Information Assurance Consulting and Support

Service Description

Information Assurance Consulting and Support services are offered to help University departments safely access and handle enterprise data and meet the requirements of University security policies as well as other legal and regulatory requirements. AITS works together with Technology Services at UIUC and Technology Solutions at UIC to align with the security program of each university. In many cases, after performing an initial determination AITS may refer customers to the appropriate university security office.
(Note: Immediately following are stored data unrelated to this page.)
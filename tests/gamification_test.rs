//! Integration tests for the gamification engine on a real SQLite file

use chrono::NaiveDate;
use tempfile::TempDir;

use valtrix::config::GamificationSettings;
use valtrix::gamification::{
    CheckIn, DAILY_PROSPECTING, GamificationEngine, GamificationEvent, GamificationStore,
    MetricTotals, SqliteStore, StreakChange,
};

fn day(d: u32) -> NaiveDate {
    NaiveDate::from_ymd_opt(2025, 3, d).unwrap()
}

fn seeded_engine(dir: &TempDir) -> GamificationEngine<SqliteStore> {
    let store = SqliteStore::open(&dir.path().join("gamification.db"))
        .expect("Failed to open gamification db");
    store.seed_default_catalog().expect("Failed to seed catalog");
    GamificationEngine::new(store, GamificationSettings::default())
}

#[test]
fn test_seventh_day_unlocks_week_streak_once() {
    let dir = TempDir::new().unwrap();
    let engine = seeded_engine(&dir);

    for d in 1..=6 {
        engine.update_streak("rep-1", DAILY_PROSPECTING, day(d)).unwrap();
    }
    let stats = engine.collect_stats("rep-1", MetricTotals::default()).unwrap();
    let unlocked: Vec<_> = engine
        .evaluate_unlocks("rep-1", &stats)
        .unwrap()
        .into_iter()
        .map(|ua| ua.achievement_id)
        .collect();
    assert_eq!(unlocked, vec!["streak_3"]);

    let streak = engine.update_streak("rep-1", DAILY_PROSPECTING, day(7)).unwrap();
    assert_eq!(streak.current_count, 7);

    let stats = engine.collect_stats("rep-1", MetricTotals::default()).unwrap();
    let unlocked = engine.evaluate_unlocks("rep-1", &stats).unwrap();
    assert_eq!(unlocked.len(), 1);
    assert_eq!(unlocked[0].achievement_id, "streak_7");
    assert_eq!(unlocked[0].progress, 100);

    // Unchanged stats: nothing new, no extra points
    assert!(engine.evaluate_unlocks("rep-1", &stats).unwrap().is_empty());

    let profile = engine.profile("rep-1").unwrap();
    assert_eq!(profile.total_points, 30 + 75);
    assert_eq!(profile.current_level, 2);
    assert_eq!(profile.xp_current, 5);
    assert_eq!(profile.xp_to_next_level, 200);
    assert_eq!(engine.store().user_achievements("rep-1").unwrap().len(), 2);
}

#[test]
fn test_streak_rules_persist_across_reopen() {
    let dir = TempDir::new().unwrap();
    {
        let engine = seeded_engine(&dir);
        engine.update_streak("rep-1", DAILY_PROSPECTING, day(10)).unwrap();
        engine.update_streak("rep-1", DAILY_PROSPECTING, day(11)).unwrap();
    }

    let engine = seeded_engine(&dir);

    // Same day and earlier day are no-ops
    let streak = engine.update_streak("rep-1", DAILY_PROSPECTING, day(11)).unwrap();
    assert_eq!(streak.current_count, 2);
    let streak = engine.update_streak("rep-1", DAILY_PROSPECTING, day(9)).unwrap();
    assert_eq!(streak.current_count, 2);
    assert_eq!(streak.last_activity_date, Some(day(11)));

    // Gap restarts the run, longest is kept
    let streak = engine.update_streak("rep-1", DAILY_PROSPECTING, day(14)).unwrap();
    assert_eq!(streak.current_count, 1);
    assert_eq!(streak.longest_count, 2);

    let reset = engine.reset_streak("rep-1", DAILY_PROSPECTING).unwrap().unwrap();
    assert_eq!(reset.current_count, 0);
    assert_eq!(reset.longest_count, 2);
    assert!(engine.reset_streak("rep-2", DAILY_PROSPECTING).unwrap().is_none());
}

#[test]
fn test_award_stops_at_reachable_level() {
    let dir = TempDir::new().unwrap();
    let engine = seeded_engine(&dir);

    let profile = engine.award_points("rep-1", 250).unwrap();
    assert_eq!(profile.current_level, 2);
    assert_eq!(profile.xp_current, 150);
    assert_eq!(profile.xp_to_next_level, 200);

    let profile = engine.award_points("rep-1", 5_000).unwrap();
    assert!(profile.xp_current < profile.xp_to_next_level);
    assert_eq!(profile.total_points, 5_250);
    assert_eq!(engine.profile("rep-1").unwrap(), profile);
}

#[test]
fn test_check_in_flow() {
    let dir = TempDir::new().unwrap();
    let engine = seeded_engine(&dir);

    let check_in = CheckIn {
        date: day(3),
        activity: MetricTotals {
            calls: 12,
            deals: 1,
            revenue: 2_500.0,
            ..MetricTotals::default()
        },
    };
    let events = engine.process_check_in("rep-1", &check_in).unwrap();

    assert_eq!(
        events[0],
        GamificationEvent::StreakUpdated {
            streak_type: DAILY_PROSPECTING.to_string(),
            count: 1,
            change: StreakChange::Started,
        }
    );
    assert!(matches!(
        &events[1],
        GamificationEvent::PointsAwarded { amount: 10, .. }
    ));
    let unlocked: Vec<_> = events
        .iter()
        .filter_map(|e| match e {
            GamificationEvent::AchievementUnlocked(u) => Some(u.achievement.id.as_str()),
            _ => None,
        })
        .collect();
    assert_eq!(unlocked, vec!["first_deal"]);

    let profile = engine.profile("rep-1").unwrap();
    assert_eq!(profile.total_points, 10 + 25);
    assert_eq!(profile.totals.calls, 12);
    assert_eq!(profile.totals.deals, 1);
    assert_eq!(profile.totals.revenue, 2_500.0);
}

#[test]
fn test_overview_progress_matches_unlocks() {
    let dir = TempDir::new().unwrap();
    let engine = seeded_engine(&dir);

    let today = MetricTotals {
        calls: 50,
        ..MetricTotals::default()
    };
    engine
        .process_check_in(
            "rep-1",
            &CheckIn {
                date: day(1),
                activity: today.clone(),
            },
        )
        .unwrap();

    let stats = engine.collect_stats("rep-1", today).unwrap();
    for status in engine.achievement_overview("rep-1", &stats).unwrap() {
        if status.unlocked.is_some() {
            assert_eq!(status.progress, 100, "{}", status.achievement.id);
        } else {
            assert!(status.progress < 100, "{}", status.achievement.id);
        }
    }

    let overview = engine.achievement_overview("rep-1", &stats).unwrap();
    let calls_day = overview
        .iter()
        .find(|s| s.achievement.id == "calls_day_50")
        .unwrap();
    assert!(calls_day.unlocked.is_some());
    let calls_500 = overview
        .iter()
        .find(|s| s.achievement.id == "calls_500")
        .unwrap();
    assert_eq!(calls_500.progress, 10);
}
//! Online/offline signal observed by the queue

use std::sync::Arc;

use tokio::sync::watch;

/// Shared connectivity flag. Clones observe and update the same signal.
#[derive(Clone)]
pub struct Connectivity {
    tx: Arc<watch::Sender<bool>>,
}

impl Connectivity {
    pub fn new(online: bool) -> Self {
        let (tx, _rx) = watch::channel(online);
        Self { tx: Arc::new(tx) }
    }

    pub fn is_online(&self) -> bool {
        *self.tx.borrow()
    }

    /// Update the flag; subscribers are woken only when it actually changes
    pub fn set_online(&self, online: bool) {
        let changed = self.tx.send_if_modified(|current| {
            if *current == online {
                false
            } else {
                *current = online;
                true
            }
        });
        if changed {
            tracing::info!("Connectivity changed: {}", if online { "online" } else { "offline" });
        }
    }

    pub fn subscribe(&self) -> watch::Receiver<bool> {
        self.tx.subscribe()
    }
}

impl Default for Connectivity {
    fn default() -> Self {
        Self::new(true)
    }
}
Benefits to the University include:

  • Promotes a consistent approach to security and risk management
  • Assist System Office units with security needs
  • Protect AITS system confidentiality, integrity, and availability
  • Provide guidance to safeguard enterprise data
  • Respond appropriately to ongoing external audit activities

Services provided:

  • Security Consulting
    • Provide supporting analysis to help resolve information technology risks, threats, and vulnerabilities and to implement adequate risk mitigation measures
    • Provide consultation to help System Offices respond to audit and/or security assessment findings
  • Vulnerability Testing
    • Scan network systems to discover and manage vulnerabilities
  • Incident Response and Investigation
    • Tech Services at UIUC and Technology Solutions at UIC lead incident response. AITS coordinates with the security office to provide analysis and information.
    • Triage AITS security incidents ranging from desktop compromises to system-wide issues
    • Assist in preservation of data and technical analysis of incidents involving systems connected to the AITS network
  • Compliance and Audit Support
    • Provide guidance on implementing process controls on IT related activities to meet University compliance requirements
    • Support University Audit and External Audit inquiries related to IT controls
    • Serve as IT liaison for external audit across the University System
  • Ongoing security review of System Offices' policies, standards, and procedures
    • Assist System Office units with compliance and understanding and interpreting regulations, University security policies, and standards
  • Coordinate the required University’s security liaison support role
    • Maintain University Security Contact (USC) information
    • Notify USCs of University of Illinois security matters
    • Provide authorized USCs with access to the security access request portals
  • Oversee Enterprise Application Access Control Processes
    • Coordinating the annual enterprise systems access review process
    • Monitoring access control processes including removing access in a timely manner
  • Review System Office projects and initiatives for adequate information security risk mitigation provisions
    • Review and/or manage System Offices projects/initiatives related to enterprise security technology selection, licensing and centralized management
    • Review System Offices projects for appropriate risk mitigation measures, as part of the System Office project management process
  • Enterprise purchasing contracts for security related components
    • Evaluate security-related components of System Office RFP and responses, including assist in interpretation of System Organization Controls reports
    • Manage third party service provider risk management process
    • Research and evaluate security technologies
    • Assist with strategic planning for System Offices' security needs

Hours of Availability

  • Standard business hours are 8 a.m. to 5 p.m., Monday through Friday, except for University of Illinois holidays
  • On-call staffing is available for emergencies and after hours scheduled work
  • Emergency maintenance windows will be handled using the urgent change process

Customer Responsibilities

  • Follow appropriate incident reporting procedures, including cybersecurity incident reporting as required by policies
  • Request and schedule special services (for example, requesting a security review) well in advance of date required
  • Be available to provide critical information to assist in the resolution of cyber incidents
  • Adhere to University security policies, standards and procedures and request related assistance from AITS Assurance if needed
  • Ensure security training to departmental staff
  • Continue to include AITS for awareness and/or analysis when contacting campus security

How Do We Charge?

Currently, AITS does not charge for routine assurance services.